CO2, water and energy fluxes over a cropland in central Germany

The management of cropping systems can substantially impact the amount of CO₂ emitted, such as during fertilisation, tillage and bare soil conditions. Smart and optimised management practices can promote sustainable farming allowing for maximum yields and fertile soils at the same time. This study aims to investigate the impact of management interventions on CO₂ and energy fluxes at a cropland site in central Germany.

In our study, continuous CO₂, water, and energy fluxes have been measured at the Reinshof (DE-Rns; 51°29'24.0"N, 9°55'55.2"E) agricultural FLUXNET site near Göttingen, Germany, since 2021. The field is conventionally managed, with a typical crop rotation (winter barley, sugar beet, winter wheat), deep tillage and received both organic and mineral fertilisation. Measurements are performed at a 6.5 m tall flux tower equipped with an eddy covariance setup (uSONIC3-omni Cage MP, METEK; LI7200, LI-COR) for CO₂, water, and energy fluxes, as well as ancillary meteorological instruments.

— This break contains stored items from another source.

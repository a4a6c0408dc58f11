use image::imageops;

use crate::depth_pipeline::common::{DepthMap, Frame, Result};
use crate::depth_pipeline::processors::Postprocessor;

/// Sigma matching a 5x5 Gaussian kernel with automatic sigma.
const DEFAULT_SIGMA: f32 = 1.1;

pub const MIN_STRENGTH: u32 = 1;
pub const MAX_STRENGTH: u32 = 30;

/// Gaussian smoothing of the depth map, softening anaglyph edge artifacts.
#[derive(Debug, Clone, Copy)]
pub struct DepthBlur {
    sigma: f32,
}

impl Default for DepthBlur {
    fn default() -> Self {
        Self {
            sigma: DEFAULT_SIGMA,
        }
    }
}

impl DepthBlur {
    pub fn new(sigma: f32) -> Self {
        Self { sigma }
    }

    /// Blur as strong as a `strength` x `strength` box filter, clamped to
    /// 1..=30. Strength 1 leaves the map untouched.
    pub fn from_strength(strength: u32) -> Self {
        let k = strength.clamp(MIN_STRENGTH, MAX_STRENGTH) as f32;
        Self::new(((k * k - 1.0) / 12.0).sqrt())
    }

    pub fn sigma(&self) -> f32 {
        self.sigma
    }

    pub fn blur(&self, depth: &DepthMap) -> Result<DepthMap> {
        if self.sigma <= 0.0 {
            return Ok(depth.clone());
        }
        let blurred = imageops::blur(&depth.to_gray_image(), self.sigma);
        DepthMap::from_gray_image(blurred)
    }
}

impl Postprocessor for DepthBlur {
    fn name(&self) -> &str {
        "depth-blur"
    }

    fn process(&self, frame: Frame, depth: DepthMap) -> Result<(Frame, DepthMap)> {
        let blurred = self.blur(&depth)?;
        Ok((frame, blurred))
    }
}
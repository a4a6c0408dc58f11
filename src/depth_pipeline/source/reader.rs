use std::sync::Arc;

use crate::depth_pipeline::common::{Frame, MediaParams, Result};

pub trait FrameSource: Send {
    fn name(&self) -> &str;

    /// Opens the source on first call and returns its parameters. Later calls
    /// while the source is open return the cached parameters.
    fn prepare(&mut self) -> Result<MediaParams>;

    /// Lazy frame sequence. Ends at end of stream or on the first read failure.
    fn frames(&mut self) -> Box<dyn Iterator<Item = Frame> + '_>;

    /// Releases resources. Safe to call repeatedly or before `prepare`.
    fn close(&mut self) -> Result<()>;

    /// Random access handle, for sources that support it.
    fn seeker(&self) -> Option<Arc<dyn Seekable>> {
        None
    }
}

/// Random access to a time position, usable from another thread while frames
/// are being read.
pub trait Seekable: Send + Sync {
    /// Moves the read cursor. Never interleaves with a frame read in progress;
    /// the next frame read starts at the new position.
    fn seek(&self, position_secs: f64) -> Result<()>;

    /// Stream length in seconds, zero when unknown.
    fn duration(&self) -> f64;

    /// Position of the read cursor in seconds.
    fn progress(&self) -> f64;
}

impl<S: FrameSource + ?Sized> FrameSource for Box<S> {
    fn name(&self) -> &str {
        (**self).name()
    }

    fn prepare(&mut self) -> Result<MediaParams> {
        (**self).prepare()
    }

    fn frames(&mut self) -> Box<dyn Iterator<Item = Frame> + '_> {
        (**self).frames()
    }

    fn close(&mut self) -> Result<()> {
        (**self).close()
    }

    fn seeker(&self) -> Option<Arc<dyn Seekable>> {
        (**self).seeker()
    }
}
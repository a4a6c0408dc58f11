use tracing_subscriber::fmt::MakeWriter;
use tracing_subscriber::prelude::*;
use tracing_subscriber::{EnvFilter, fmt::{self, format::FmtSpan}};

/// Installs the global subscriber. `RUST_LOG` wins, otherwise `info`.
pub fn init() {
    init_with_default("info");
}

/// Same as [`init`] with a different fallback level when `RUST_LOG` is unset.
pub fn init_with_default(level: &str) {
    let env_filter = EnvFilter::try_from_default_env()
        .unwrap_or_else(|_| EnvFilter::new(level));

    // stdout belongs to the terminal preview.
    let subscriber = subscriber(env_filter, std::io::stderr);

    // A second init (tests, embedding) keeps the first subscriber.
    let _ = subscriber.try_init();
}

fn subscriber<W>(env_filter: EnvFilter, writer: W) -> impl tracing::Subscriber + Send + Sync + 'static
where
    W: for<'w> MakeWriter<'w> + Send + Sync + 'static,
{
    let is_debug = {
        let filter = env_filter.to_string();
        filter.contains("debug") || filter.contains("trace")
    };

    let fmt_layer = fmt::layer()
        .with_writer(writer)
        .with_target(false)
        .with_timer(fmt::time::uptime())
        .with_span_events(if is_debug {
            FmtSpan::CLOSE
        } else {
            FmtSpan::NONE
        });

    tracing_subscriber::registry().with(env_filter).with(fmt_layer)
}
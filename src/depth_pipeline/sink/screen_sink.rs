//! Terminal preview sink.
//!
//! Frame and depth map are drawn side by side with 24-bit ANSI colours, two
//! pixel rows per text row using the upper half block glyph. The cursor is
//! moved home before each frame so the preview redraws in place.

use std::io::{self, Write};

use image::imageops::{self, FilterType};
use image::RgbImage;
use tracing::debug;

use crate::depth_pipeline::common::{DepthMap, Frame, MediaParams, Result};
use crate::depth_pipeline::sink::writer::FrameSink;

const DEFAULT_COLUMNS: u32 = 120;
const GAP: u32 = 2;

pub struct ScreenSink {
    out: Box<dyn Write + Send>,
    columns: u32,
    started: bool,
}

impl Default for ScreenSink {
    fn default() -> Self {
        Self::new(Box::new(io::stdout()), DEFAULT_COLUMNS)
    }
}

impl ScreenSink {
    /// `columns` is the total text width used by both panels.
    pub fn new(out: Box<dyn Write + Send>, columns: u32) -> Self {
        Self {
            out,
            columns: columns.max(GAP + 2),
            started: false,
        }
    }

    fn panel_size(&self, width: usize, height: usize) -> (u32, u32) {
        let panel_width = ((self.columns - GAP) / 2).min(width as u32).max(1);
        let scaled = (height as u64 * panel_width as u64 / width.max(1) as u64) as u32;
        // Even height so every text row gets two pixel rows.
        let panel_height = (scaled.max(2) + 1) & !1;
        (panel_width, panel_height)
    }

    fn render(&self, frame: &Frame, depth: &DepthMap) -> String {
        let (w, h) = self.panel_size(frame.width(), frame.height());
        let left = imageops::resize(&frame.to_rgb_image(), w, h, FilterType::Triangle);
        let right = imageops::resize(&depth.to_rgb_image(), w, h, FilterType::Triangle);

        let mut text = String::with_capacity((w as usize * 2 + 8) * h as usize * 20);
        text.push_str("\x1b[H");
        for y in (0..h).step_by(2) {
            push_row(&mut text, &left, y);
            text.push_str("\x1b[0m");
            text.push_str(&" ".repeat(GAP as usize));
            push_row(&mut text, &right, y);
            text.push_str("\x1b[0m\n");
        }
        text
    }
}

fn push_row(text: &mut String, image: &RgbImage, y: u32) {
    for x in 0..image.width() {
        let [tr, tg, tb] = image.get_pixel(x, y).0;
        let [br, bg, bb] = image.get_pixel(x, y + 1).0;
        text.push_str(&format!(
            "\x1b[38;2;{};{};{}m\x1b[48;2;{};{};{}m\u{2580}",
            tr, tg, tb, br, bg, bb
        ));
    }
}

impl FrameSink for ScreenSink {
    fn name(&self) -> &str {
        "screen"
    }

    fn prepare(&mut self, params: &MediaParams) -> Result<()> {
        debug!(columns = self.columns, width = ?params.width, "Screen preview ready");
        // Clear once, later frames overwrite in place.
        self.out.write_all(b"\x1b[2J")?;
        self.started = true;
        Ok(())
    }

    fn write(&mut self, frame: &Frame, depth: &DepthMap) -> Result<()> {
        let text = self.render(frame, depth);
        self.out.write_all(text.as_bytes())?;
        self.out.flush()?;
        Ok(())
    }

    fn close(&mut self) -> Result<()> {
        if self.started {
            self.out.write_all(b"\x1b[0m\n")?;
            self.out.flush()?;
            self.started = false;
        }
        Ok(())
    }
}

#[cfg(test)]
mod tests {
    use super::*;
    use std::sync::{Arc, Mutex};

    #[derive(Clone, Default)]
    struct SharedBuffer(Arc<Mutex<Vec<u8>>>);

    impl Write for SharedBuffer {
        fn write(&mut self, buf: &[u8]) -> io::Result<usize> {
            self.0.lock().unwrap().extend_from_slice(buf);
            Ok(buf.len())
        }

        fn flush(&mut self) -> io::Result<()> {
            Ok(())
        }
    }

    #[test]
    fn draws_both_panels_with_truecolor_cells() {
        let buffer = SharedBuffer::default();
        let mut sink = ScreenSink::new(Box::new(buffer.clone()), 10);
        let frame = Frame::from_rgb(4, 4, vec![255u8; 48]).unwrap();
        let depth = DepthMap::zeros(4, 4).unwrap();

        sink.prepare(&MediaParams::default()).unwrap();
        sink.write(&frame, &depth).unwrap();
        sink.close().unwrap();

        let text = String::from_utf8(buffer.0.lock().unwrap().clone()).unwrap();
        assert!(text.starts_with("\x1b[2J\x1b[H"));
        assert!(text.contains("\x1b[38;2;255;255;255m"));
        assert!(text.contains("\x1b[38;2;0;0;0m"));
        // 4x4 panels, two text rows, four cells per panel row
        assert_eq!(text.matches('\u{2580}').count(), 16);
    }

    #[test]
    fn close_without_prepare_writes_nothing() {
        let buffer = SharedBuffer::default();
        let mut sink = ScreenSink::new(Box::new(buffer.clone()), 10);
        sink.close().unwrap();
        assert!(buffer.0.lock().unwrap().is_empty());
    }
}
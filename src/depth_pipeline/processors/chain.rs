use std::fmt;
use std::sync::{Arc, PoisonError, RwLock};

/// Ordered list of processors that can be replaced from another thread.
///
/// Readers take a snapshot once per frame and run it to completion, writers
/// swap the whole list. A frame therefore sees either the old chain or the new
/// one, never a mix of both.
pub struct ProcessorChain<P: ?Sized> {
    current: Arc<RwLock<Arc<Vec<Arc<P>>>>>,
}

impl<P: ?Sized> ProcessorChain<P> {
    pub fn new(processors: Vec<Arc<P>>) -> Self {
        Self {
            current: Arc::new(RwLock::new(Arc::new(processors))),
        }
    }

    pub fn snapshot(&self) -> Arc<Vec<Arc<P>>> {
        let guard = self.current.read().unwrap_or_else(PoisonError::into_inner);
        Arc::clone(&guard)
    }

    pub fn replace(&self, processors: Vec<Arc<P>>) {
        let mut guard = self.current.write().unwrap_or_else(PoisonError::into_inner);
        *guard = Arc::new(processors);
    }

    /// Appends to a copy of the current list and publishes the copy.
    pub fn push(&self, processor: Arc<P>) {
        let mut guard = self.current.write().unwrap_or_else(PoisonError::into_inner);
        let mut next = Vec::clone(&guard);
        next.push(processor);
        *guard = Arc::new(next);
    }

    pub fn len(&self) -> usize {
        self.snapshot().len()
    }

    pub fn is_empty(&self) -> bool {
        self.len() == 0
    }
}

impl<P: ?Sized> Clone for ProcessorChain<P> {
    fn clone(&self) -> Self {
        Self {
            current: Arc::clone(&self.current),
        }
    }
}

impl<P: ?Sized> Default for ProcessorChain<P> {
    fn default() -> Self {
        Self::new(Vec::new())
    }
}

impl<P: ?Sized> fmt::Debug for ProcessorChain<P> {
    fn fmt(&self, f: &mut fmt::Formatter<'_>) -> fmt::Result {
        f.debug_struct("ProcessorChain")
            .field("len", &self.len())
            .finish()
    }
}
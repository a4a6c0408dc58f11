//! Red/cyan anaglyph synthesis from a frame and its depth map.
//!
//! Only the red channel is displaced. Each source pixel paints its red sample
//! over `offset + 1` destination columns to its right, where `offset` grows with
//! depth. Rows are scanned left to right and a destination keeps the first
//! value written to it, so later (farther) pixels never overwrite nearer ones
//! that already reached the same column. Green and blue stay in place.

use tracing::debug;

use crate::depth_pipeline::common::{DepthMap, Frame, Result};
use crate::depth_pipeline::processors::Postprocessor;

#[derive(Debug, Clone, Copy, PartialEq, Eq, Default)]
pub enum ShiftDirection {
    /// Positive offsets, red is pushed towards higher columns.
    #[default]
    Right,
    /// Negative offsets. The reach `offset + 1` is then at most zero for any
    /// depth above zero, so those pixels leave no red sample behind.
    Left,
}

impl ShiftDirection {
    pub fn sign(self) -> i64 {
        match self {
            ShiftDirection::Right => 1,
            ShiftDirection::Left => -1,
        }
    }
}

#[derive(Debug, Clone, Copy, PartialEq, Eq)]
pub struct StereoConfig {
    /// Shift in pixels at depth value 255.
    pub max_offset: u32,
    pub direction: ShiftDirection,
}

impl Default for StereoConfig {
    fn default() -> Self {
        Self {
            max_offset: 23,
            direction: ShiftDirection::Right,
        }
    }
}

/// Stateless anaglyph postprocessor. Every call allocates its own output.
#[derive(Debug, Clone, Default)]
pub struct StereoSynthesizer {
    config: StereoConfig,
}

impl StereoSynthesizer {
    pub fn new(config: StereoConfig) -> Self {
        Self { config }
    }

    pub fn config(&self) -> &StereoConfig {
        &self.config
    }

    /// `floor(depth / 255 * max_offset * direction)`
    pub fn offset_for(&self, depth: u8) -> i64 {
        let scaled = (depth as f64 / 255.0)
            * self.config.max_offset as f64
            * self.config.direction.sign() as f64;
        scaled.floor() as i64
    }

    pub fn synthesize(&self, frame: &Frame, depth: &DepthMap) -> Result<Frame> {
        depth.ensure_matches(frame)?;

        let width = frame.width();
        let height = frame.height();
        let red = frame.red_index();
        let src = frame.data();

        let offsets: Vec<i64> = (0..=u8::MAX).map(|d| self.offset_for(d)).collect();

        let mut out = src.to_vec();
        for px in out.chunks_exact_mut(Frame::CHANNELS) {
            px[red] = 0;
        }

        for row in 0..height {
            let row_start = row * width;
            for col in 0..width {
                let offset = offsets[depth.get(row, col) as usize];
                let reach = (offset + 1).min((width - col) as i64).max(0) as usize;
                let value = src[(row_start + col) * Frame::CHANNELS + red];

                for k in 0..reach {
                    let dst = &mut out[(row_start + col + k) * Frame::CHANNELS + red];
                    // zero marks a destination nobody has painted yet
                    if *dst == 0 {
                        *dst = value;
                    }
                }
            }
        }

        debug!(width, height, max_offset = self.config.max_offset, "Anaglyph synthesized");
        Frame::new(width, height, frame.order(), out)
    }
}

impl Postprocessor for StereoSynthesizer {
    fn name(&self) -> &str {
        "stereo"
    }

    fn process(&self, frame: Frame, depth: DepthMap) -> Result<(Frame, DepthMap)> {
        let anaglyph = self.synthesize(&frame, &depth)?;
        Ok((anaglyph, depth))
    }
}
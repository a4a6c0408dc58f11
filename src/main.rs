use std::path::PathBuf;
use std::process::ExitCode;
use std::sync::Arc;

use anyhow::{Context, Result};
use clap::{Parser, ValueEnum};
use tracing::{info, warn};

use dmconvert_rs::depth_pipeline::{
    BackendKind, CameraConfig, CameraSource, DepthBlur, DepthPipeline, FrameSink, FrameSource,
    ImageDirSink, ImageDirSource, ImageFormat, ImageSinkConfig, ModelConfig, ModelKind,
    RunOutcome, ScreenSink, ShiftDirection, SinkContent, StabilizerConfig, StereoConfig,
    StereoSynthesizer, TemporalStabilizer, TiffCompression, VideoFileSink, VideoFileSource,
    load_estimator,
};
use dmconvert_rs::logger;

/// Exit status after a batch run cut short by Ctrl-C.
const EXIT_INTERRUPTED: u8 = 130;

#[derive(Debug, Clone, Copy, PartialEq, Eq, ValueEnum)]
enum Mode {
    Video,
    Camera,
    Images,
}

#[derive(Debug, Clone, Copy, PartialEq, Eq, ValueEnum)]
enum Target {
    Screen,
    Images,
    Video,
}

#[derive(Debug, Clone, Copy, PartialEq, Eq, ValueEnum)]
enum Direction {
    Right,
    Left,
}

#[derive(Debug, Clone, Copy, PartialEq, Eq, ValueEnum)]
enum Backend {
    Tract,
    Luma,
}

#[derive(Debug, Clone, Copy, PartialEq, Eq, ValueEnum)]
enum OutputFormat {
    Png,
    Tiff,
}

#[derive(Debug, Clone, Copy, PartialEq, Eq, ValueEnum)]
enum VideoContent {
    Image,
    Depth,
}

/// Converts video, camera or image streams into depth maps and anaglyphs.
#[derive(Parser, Debug)]
#[command(name = "dmconvert", version)]
struct Cli {
    #[arg(value_enum)]
    mode: Mode,

    /// Video file, camera device (`/dev/video0`, `0`, `stub://demo`) or image directory
    source: String,

    /// Output targets, repeatable
    #[arg(long = "targets", value_enum, num_args = 1.., default_values_t = [Target::Screen])]
    targets: Vec<Target>,

    /// Directory for image output, or the video file when video is the only file target
    #[arg(long, default_value = "dm_output")]
    output: PathBuf,

    /// Append the red/cyan stereo synthesizer
    #[arg(long)]
    anaglyph: bool,

    #[arg(long, default_value_t = 23)]
    max_offset: u32,

    #[arg(long, value_enum, default_value_t = Direction::Right)]
    direction: Direction,

    /// Gaussian blur of the depth map before stereo synthesis
    #[arg(long)]
    smooth_depth: bool,

    /// Depth blur strength as a box size, 1 to 30; implies --smooth-depth
    #[arg(long, value_parser = clap::value_parser!(u32).range(1..=30))]
    blur_strength: Option<u32>,

    /// Temporal stabilisation of depth maps over static scenes
    #[arg(long)]
    stabilize: bool,

    #[arg(long, default_value_t = 5)]
    window: usize,

    #[arg(long, default_value_t = 0)]
    return_index: usize,

    #[arg(long, default_value_t = 2.0)]
    motion_threshold: f64,

    /// Use the large model instead of the small one
    #[arg(long)]
    large_model: bool,

    /// Explicit model file
    #[arg(long)]
    model: Option<PathBuf>,

    /// Depth backend, tract when compiled in and luma otherwise
    #[arg(long, value_enum)]
    backend: Option<Backend>,

    #[arg(long, value_enum, default_value_t = OutputFormat::Png)]
    image_format: OutputFormat,

    #[arg(long)]
    write_depth: bool,

    #[arg(long)]
    write_image: bool,

    #[arg(long)]
    write_concat: bool,

    #[arg(long, value_enum, default_value_t = VideoContent::Image)]
    video_content: VideoContent,

    /// Debug logging unless RUST_LOG says otherwise
    #[arg(short, long)]
    verbose: bool,
}

fn open_source(cli: &Cli) -> Result<Box<dyn FrameSource>> {
    let source: Box<dyn FrameSource> = match cli.mode {
        Mode::Video => Box::new(
            VideoFileSource::open(&cli.source)
                .with_context(|| format!("open video {}", cli.source))?,
        ),
        Mode::Camera => Box::new(
            CameraSource::open(CameraConfig {
                device: cli.source.clone(),
                ..CameraConfig::default()
            })
            .with_context(|| format!("open camera {}", cli.source))?,
        ),
        Mode::Images => Box::new(
            ImageDirSource::open(&cli.source)
                .with_context(|| format!("open image directory {}", cli.source))?,
        ),
    };
    Ok(source)
}

fn video_path(cli: &Cli) -> PathBuf {
    if cli.targets.contains(&Target::Images) || cli.output.extension().is_none() {
        cli.output.join("depth.mp4")
    } else {
        cli.output.clone()
    }
}

fn build_sinks(cli: &Cli) -> Result<Vec<Box<dyn FrameSink>>> {
    let mut sinks: Vec<Box<dyn FrameSink>> = Vec::new();
    let mut targets: Vec<Target> = Vec::new();
    for target in &cli.targets {
        if !targets.contains(target) {
            targets.push(*target);
        }
    }

    for target in targets {
        match target {
            Target::Screen => sinks.push(Box::new(ScreenSink::default())),
            Target::Images => {
                let format = match cli.image_format {
                    OutputFormat::Png => ImageFormat::Png,
                    OutputFormat::Tiff => ImageFormat::Tiff(TiffCompression::DeflateBalanced),
                };
                // Depth maps are the default product when nothing is picked.
                let nothing_picked = !(cli.write_depth || cli.write_image || cli.write_concat);
                let config = ImageSinkConfig::builder()
                    .write_depth(cli.write_depth || nothing_picked)
                    .write_image(cli.write_image)
                    .write_concat(cli.write_concat)
                    .format(format)
                    .build();
                sinks.push(Box::new(ImageDirSink::new(&cli.output, config)));
            }
            Target::Video => {
                let path = video_path(cli);
                if let Some(parent) = path.parent() {
                    std::fs::create_dir_all(parent)
                        .with_context(|| format!("create {}", parent.display()))?;
                }
                let content = match cli.video_content {
                    VideoContent::Image => SinkContent::Image,
                    VideoContent::Depth => SinkContent::Depth,
                };
                let sink = VideoFileSink::create(&path, content)
                    .with_context(|| format!("create video output {}", path.display()))?;
                sinks.push(Box::new(sink));
            }
        }
    }
    Ok(sinks)
}

fn depth_blur(cli: &Cli) -> Option<DepthBlur> {
    match cli.blur_strength {
        Some(strength) => Some(DepthBlur::from_strength(strength)),
        None if cli.smooth_depth => Some(DepthBlur::default()),
        None => None,
    }
}

fn run(cli: Cli) -> Result<ExitCode> {
    let model = ModelConfig {
        backend: match cli.backend {
            Some(Backend::Tract) => BackendKind::Tract,
            Some(Backend::Luma) => BackendKind::Luma,
            None => BackendKind::default(),
        },
        kind: if cli.large_model {
            ModelKind::Large
        } else {
            ModelKind::Small
        },
        path: cli.model.clone(),
        ..ModelConfig::default()
    };
    let estimator = load_estimator(&model).context("load depth estimator")?;
    let source = open_source(&cli)?;

    let mut pipeline = DepthPipeline::new(source, estimator);
    for sink in build_sinks(&cli)? {
        pipeline.add_sink(sink);
    }
    if cli.stabilize {
        let config = StabilizerConfig::builder()
            .window_size(cli.window)
            .return_index(cli.return_index)
            .motion_threshold_percent(cli.motion_threshold)
            .build();
        pipeline = pipeline.with_postprocessor(Arc::new(TemporalStabilizer::new(config)));
    }
    if let Some(blur) = depth_blur(&cli) {
        pipeline = pipeline.with_postprocessor(Arc::new(blur));
    }
    if cli.anaglyph {
        let config = StereoConfig {
            max_offset: cli.max_offset,
            direction: match cli.direction {
                Direction::Right => ShiftDirection::Right,
                Direction::Left => ShiftDirection::Left,
            },
        };
        pipeline = pipeline.with_postprocessor(Arc::new(StereoSynthesizer::new(config)));
    }

    let handle = pipeline.handle();
    ctrlc::set_handler(move || handle.interrupt()).context("install Ctrl-C handler")?;

    let report = pipeline.start().context("pipeline run failed")?;
    info!(frames = report.frames_processed, outcome = ?report.outcome, "Done");

    if report.outcome == RunOutcome::Interrupted && cli.mode != Mode::Camera {
        warn!("Interrupted before the end of the input");
        return Ok(ExitCode::from(EXIT_INTERRUPTED));
    }
    Ok(ExitCode::SUCCESS)
}

fn main() -> Result<ExitCode> {
    let cli = Cli::parse();
    if cli.verbose {
        logger::init_with_default("debug");
    } else {
        logger::init();
    }

    info!(mode = ?cli.mode, source = %cli.source, targets = ?cli.targets, "Starting dmconvert");
    run(cli)
}
use crate::depth_pipeline::common::{DepthMap, Frame, MediaParams, Result};

pub trait FrameSink: Send {
    fn name(&self) -> &str;

    /// Allocates outputs sized from the stream parameters.
    fn prepare(&mut self, params: &MediaParams) -> Result<()>;

    fn write(&mut self, frame: &Frame, depth: &DepthMap) -> Result<()>;

    /// Flushes and releases outputs. Safe to call repeatedly or before `prepare`.
    fn close(&mut self) -> Result<()>;
}

impl<S: FrameSink + ?Sized> FrameSink for Box<S> {
    fn name(&self) -> &str {
        (**self).name()
    }

    fn prepare(&mut self, params: &MediaParams) -> Result<()> {
        (**self).prepare(params)
    }

    fn write(&mut self, frame: &Frame, depth: &DepthMap) -> Result<()> {
        (**self).write(frame, depth)
    }

    fn close(&mut self) -> Result<()> {
        (**self).close()
    }
}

The results indicate that gross primary productivity and ecosystem respiration were the highest during the cultivation of sugar beet compared to all cereals grown in the other years (wheat and barley), with values that were 20% and 6% higher, respectively. This resulted in a 50% higher net ecosystem productivity. Evapotranspiration was 21% higher than for the other crops. The high productivity of sugar beet in terms of carbon and ET fluxes can be explained by (i) its high natural efficiency in sequestering carbon, (ii) the extended growing season and (iii) the higher leaf area index compared to cereals (wheat or barley). Despite the higher fluxes, the annual water use efficiency of sugar beet was similar to that of wheat and barley. Furthermore, we demonstrate that bare soil conditions lead to carbon losses, which could be mitigated through the extended cultivation of cover crops.

In conclusion, both management and crop rotation had the greatest impact on the variability of annual carbon and evapotranspiration budgets, suggesting that management plays a relevant role in carbon and water fluxes in croplands and can be used to increase the carbon uptake.